== Segment start ==
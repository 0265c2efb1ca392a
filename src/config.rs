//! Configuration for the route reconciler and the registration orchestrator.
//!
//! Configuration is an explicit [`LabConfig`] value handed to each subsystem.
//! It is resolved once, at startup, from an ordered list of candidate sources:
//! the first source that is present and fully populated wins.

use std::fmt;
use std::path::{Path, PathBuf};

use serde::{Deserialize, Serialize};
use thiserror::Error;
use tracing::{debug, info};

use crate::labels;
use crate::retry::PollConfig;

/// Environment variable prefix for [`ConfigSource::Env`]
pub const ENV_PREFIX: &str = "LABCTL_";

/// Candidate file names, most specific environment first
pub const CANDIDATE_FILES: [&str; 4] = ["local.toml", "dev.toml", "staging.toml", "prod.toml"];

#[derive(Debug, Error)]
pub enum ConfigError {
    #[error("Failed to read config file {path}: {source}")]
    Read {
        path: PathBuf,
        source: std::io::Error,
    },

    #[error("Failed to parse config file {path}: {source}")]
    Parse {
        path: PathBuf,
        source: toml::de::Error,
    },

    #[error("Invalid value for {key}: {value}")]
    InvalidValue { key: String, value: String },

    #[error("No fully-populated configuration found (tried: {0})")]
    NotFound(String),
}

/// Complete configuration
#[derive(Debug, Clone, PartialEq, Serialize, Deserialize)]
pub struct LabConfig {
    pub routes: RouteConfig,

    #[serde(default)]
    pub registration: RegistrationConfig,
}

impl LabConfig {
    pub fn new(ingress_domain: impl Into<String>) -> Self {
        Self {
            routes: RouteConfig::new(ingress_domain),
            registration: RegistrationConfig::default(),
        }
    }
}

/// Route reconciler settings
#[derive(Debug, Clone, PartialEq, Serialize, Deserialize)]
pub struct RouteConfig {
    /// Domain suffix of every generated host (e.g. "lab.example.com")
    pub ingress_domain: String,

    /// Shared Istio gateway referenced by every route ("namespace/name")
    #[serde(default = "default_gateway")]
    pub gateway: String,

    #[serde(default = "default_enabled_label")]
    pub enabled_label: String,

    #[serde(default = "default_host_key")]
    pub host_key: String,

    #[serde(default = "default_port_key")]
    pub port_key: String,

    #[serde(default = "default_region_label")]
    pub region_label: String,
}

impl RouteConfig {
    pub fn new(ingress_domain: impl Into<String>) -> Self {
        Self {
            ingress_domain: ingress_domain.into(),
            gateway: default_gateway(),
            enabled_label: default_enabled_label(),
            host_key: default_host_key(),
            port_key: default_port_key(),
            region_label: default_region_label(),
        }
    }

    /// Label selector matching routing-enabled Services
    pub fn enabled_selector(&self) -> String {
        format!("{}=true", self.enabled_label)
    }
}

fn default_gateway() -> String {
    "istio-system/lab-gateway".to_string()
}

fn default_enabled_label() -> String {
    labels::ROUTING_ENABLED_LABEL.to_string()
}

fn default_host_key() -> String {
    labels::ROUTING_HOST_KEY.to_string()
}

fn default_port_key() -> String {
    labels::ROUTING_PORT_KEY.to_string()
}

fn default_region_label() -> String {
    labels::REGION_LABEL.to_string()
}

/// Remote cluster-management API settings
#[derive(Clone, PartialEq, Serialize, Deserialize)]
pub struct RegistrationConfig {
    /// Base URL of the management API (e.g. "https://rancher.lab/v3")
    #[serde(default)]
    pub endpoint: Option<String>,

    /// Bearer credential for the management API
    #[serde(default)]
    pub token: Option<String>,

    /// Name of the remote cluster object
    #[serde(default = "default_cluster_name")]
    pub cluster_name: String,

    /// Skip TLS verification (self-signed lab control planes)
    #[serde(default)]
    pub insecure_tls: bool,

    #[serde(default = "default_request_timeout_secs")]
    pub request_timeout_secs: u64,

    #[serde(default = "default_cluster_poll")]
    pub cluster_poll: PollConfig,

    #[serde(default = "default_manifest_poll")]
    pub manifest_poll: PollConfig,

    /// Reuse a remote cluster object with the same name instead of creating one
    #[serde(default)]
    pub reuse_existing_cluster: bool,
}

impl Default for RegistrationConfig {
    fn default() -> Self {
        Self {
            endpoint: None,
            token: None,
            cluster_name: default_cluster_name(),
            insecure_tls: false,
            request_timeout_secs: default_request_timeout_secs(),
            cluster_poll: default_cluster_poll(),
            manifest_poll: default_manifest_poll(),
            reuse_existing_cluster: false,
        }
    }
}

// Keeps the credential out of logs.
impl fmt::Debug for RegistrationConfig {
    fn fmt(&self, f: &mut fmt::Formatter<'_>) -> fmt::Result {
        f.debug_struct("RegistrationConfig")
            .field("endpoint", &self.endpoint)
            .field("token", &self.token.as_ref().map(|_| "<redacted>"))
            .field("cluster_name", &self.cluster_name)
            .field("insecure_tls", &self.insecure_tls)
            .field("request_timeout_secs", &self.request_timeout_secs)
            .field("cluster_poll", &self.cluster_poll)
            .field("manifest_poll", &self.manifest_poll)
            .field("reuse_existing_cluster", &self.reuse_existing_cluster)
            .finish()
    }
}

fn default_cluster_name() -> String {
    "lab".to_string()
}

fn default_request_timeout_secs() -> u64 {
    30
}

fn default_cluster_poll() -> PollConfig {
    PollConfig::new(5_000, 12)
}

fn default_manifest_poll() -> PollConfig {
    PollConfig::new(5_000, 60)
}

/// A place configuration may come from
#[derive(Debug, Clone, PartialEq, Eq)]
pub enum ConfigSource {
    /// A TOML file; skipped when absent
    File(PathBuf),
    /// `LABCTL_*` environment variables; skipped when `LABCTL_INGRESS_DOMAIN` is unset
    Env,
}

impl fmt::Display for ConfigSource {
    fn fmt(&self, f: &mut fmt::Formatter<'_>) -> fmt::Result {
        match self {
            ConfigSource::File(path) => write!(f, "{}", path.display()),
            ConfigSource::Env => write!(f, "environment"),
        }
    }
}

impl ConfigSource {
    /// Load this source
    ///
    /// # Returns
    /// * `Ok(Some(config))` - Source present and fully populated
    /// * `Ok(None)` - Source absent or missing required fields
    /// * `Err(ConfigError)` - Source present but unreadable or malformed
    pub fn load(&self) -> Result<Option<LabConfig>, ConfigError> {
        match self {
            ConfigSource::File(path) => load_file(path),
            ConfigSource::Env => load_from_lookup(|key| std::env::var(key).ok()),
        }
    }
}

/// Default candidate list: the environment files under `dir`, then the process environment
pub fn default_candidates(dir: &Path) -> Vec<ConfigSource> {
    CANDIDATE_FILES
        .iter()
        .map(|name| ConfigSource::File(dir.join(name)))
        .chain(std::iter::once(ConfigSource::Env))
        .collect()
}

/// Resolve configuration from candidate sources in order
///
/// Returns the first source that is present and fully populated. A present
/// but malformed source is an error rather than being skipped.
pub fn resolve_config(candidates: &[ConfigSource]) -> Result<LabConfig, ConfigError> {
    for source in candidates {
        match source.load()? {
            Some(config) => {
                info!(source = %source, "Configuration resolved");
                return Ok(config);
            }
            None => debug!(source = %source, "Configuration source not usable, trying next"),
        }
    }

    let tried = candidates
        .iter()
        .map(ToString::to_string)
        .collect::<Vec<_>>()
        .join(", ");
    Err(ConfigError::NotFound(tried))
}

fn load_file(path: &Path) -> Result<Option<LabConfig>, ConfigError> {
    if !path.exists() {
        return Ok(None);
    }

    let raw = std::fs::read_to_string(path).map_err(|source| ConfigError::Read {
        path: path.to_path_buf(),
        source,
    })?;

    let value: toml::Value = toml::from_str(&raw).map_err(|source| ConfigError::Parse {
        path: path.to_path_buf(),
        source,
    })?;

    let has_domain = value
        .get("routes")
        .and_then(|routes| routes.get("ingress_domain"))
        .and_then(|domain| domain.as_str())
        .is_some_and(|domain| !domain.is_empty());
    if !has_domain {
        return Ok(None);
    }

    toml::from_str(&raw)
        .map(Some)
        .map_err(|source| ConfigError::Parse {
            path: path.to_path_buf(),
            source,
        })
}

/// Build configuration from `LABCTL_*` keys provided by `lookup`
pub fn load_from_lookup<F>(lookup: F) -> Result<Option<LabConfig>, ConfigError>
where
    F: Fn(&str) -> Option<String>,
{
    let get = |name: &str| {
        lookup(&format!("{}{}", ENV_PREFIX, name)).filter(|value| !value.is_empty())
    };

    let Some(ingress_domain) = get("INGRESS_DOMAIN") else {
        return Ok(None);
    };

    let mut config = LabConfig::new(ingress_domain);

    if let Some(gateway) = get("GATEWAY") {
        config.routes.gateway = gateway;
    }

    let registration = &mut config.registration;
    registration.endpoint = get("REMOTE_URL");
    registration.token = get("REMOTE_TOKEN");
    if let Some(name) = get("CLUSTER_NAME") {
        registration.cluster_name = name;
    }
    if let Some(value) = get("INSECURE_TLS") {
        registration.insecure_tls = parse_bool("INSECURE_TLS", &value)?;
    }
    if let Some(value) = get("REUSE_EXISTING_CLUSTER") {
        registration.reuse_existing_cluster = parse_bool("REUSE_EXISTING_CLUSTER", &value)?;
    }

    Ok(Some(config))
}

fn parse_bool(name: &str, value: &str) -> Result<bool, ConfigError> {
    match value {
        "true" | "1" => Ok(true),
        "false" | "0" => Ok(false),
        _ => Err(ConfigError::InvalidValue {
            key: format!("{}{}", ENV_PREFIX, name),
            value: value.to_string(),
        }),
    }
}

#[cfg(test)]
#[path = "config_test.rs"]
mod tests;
== Segment end ==
== Segment start ==
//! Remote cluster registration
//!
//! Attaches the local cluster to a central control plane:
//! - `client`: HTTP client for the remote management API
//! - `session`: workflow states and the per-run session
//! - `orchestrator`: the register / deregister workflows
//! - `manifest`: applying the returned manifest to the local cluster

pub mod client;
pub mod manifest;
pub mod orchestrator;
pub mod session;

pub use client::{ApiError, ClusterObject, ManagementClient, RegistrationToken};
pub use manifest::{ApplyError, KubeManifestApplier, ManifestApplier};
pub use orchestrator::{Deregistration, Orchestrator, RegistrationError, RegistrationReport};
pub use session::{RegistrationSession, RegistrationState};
== Segment end ==
Problem requirements: Considering only the material above, set down every line from the one with "pub enum ConfigSource" to the one with "populated. A present", inclusive, exactly as written.

Task answer:
pub enum ConfigSource {
    /// A TOML file; skipped when absent
    File(PathBuf),
    /// `LABCTL_*` environment variables; skipped when `LABCTL_INGRESS_DOMAIN` is unset
    Env,
}

impl fmt::Display for ConfigSource {
    fn fmt(&self, f: &mut fmt::Formatter<'_>) -> fmt::Result {
        match self {
            ConfigSource::File(path) => write!(f, "{}", path.display()),
            ConfigSource::Env => write!(f, "environment"),
        }
    }
}

impl ConfigSource {
    /// Load this source
    ///
    /// # Returns
    /// * `Ok(Some(config))` - Source present and fully populated
    /// * `Ok(None)` - Source absent or missing required fields
    /// * `Err(ConfigError)` - Source present but unreadable or malformed
    pub fn load(&self) -> Result<Option<LabConfig>, ConfigError> {
        match self {
            ConfigSource::File(path) => load_file(path),
            ConfigSource::Env => load_from_lookup(|key| std::env::var(key).ok()),
        }
    }
}

/// Default candidate list: the environment files under `dir`, then the process environment
pub fn default_candidates(dir: &Path) -> Vec<ConfigSource> {
    CANDIDATE_FILES
        .iter()
        .map(|name| ConfigSource::File(dir.join(name)))
        .chain(std::iter::once(ConfigSource::Env))
        .collect()
}

/// Resolve configuration from candidate sources in order
///
/// Returns the first source that is present and fully populated. A present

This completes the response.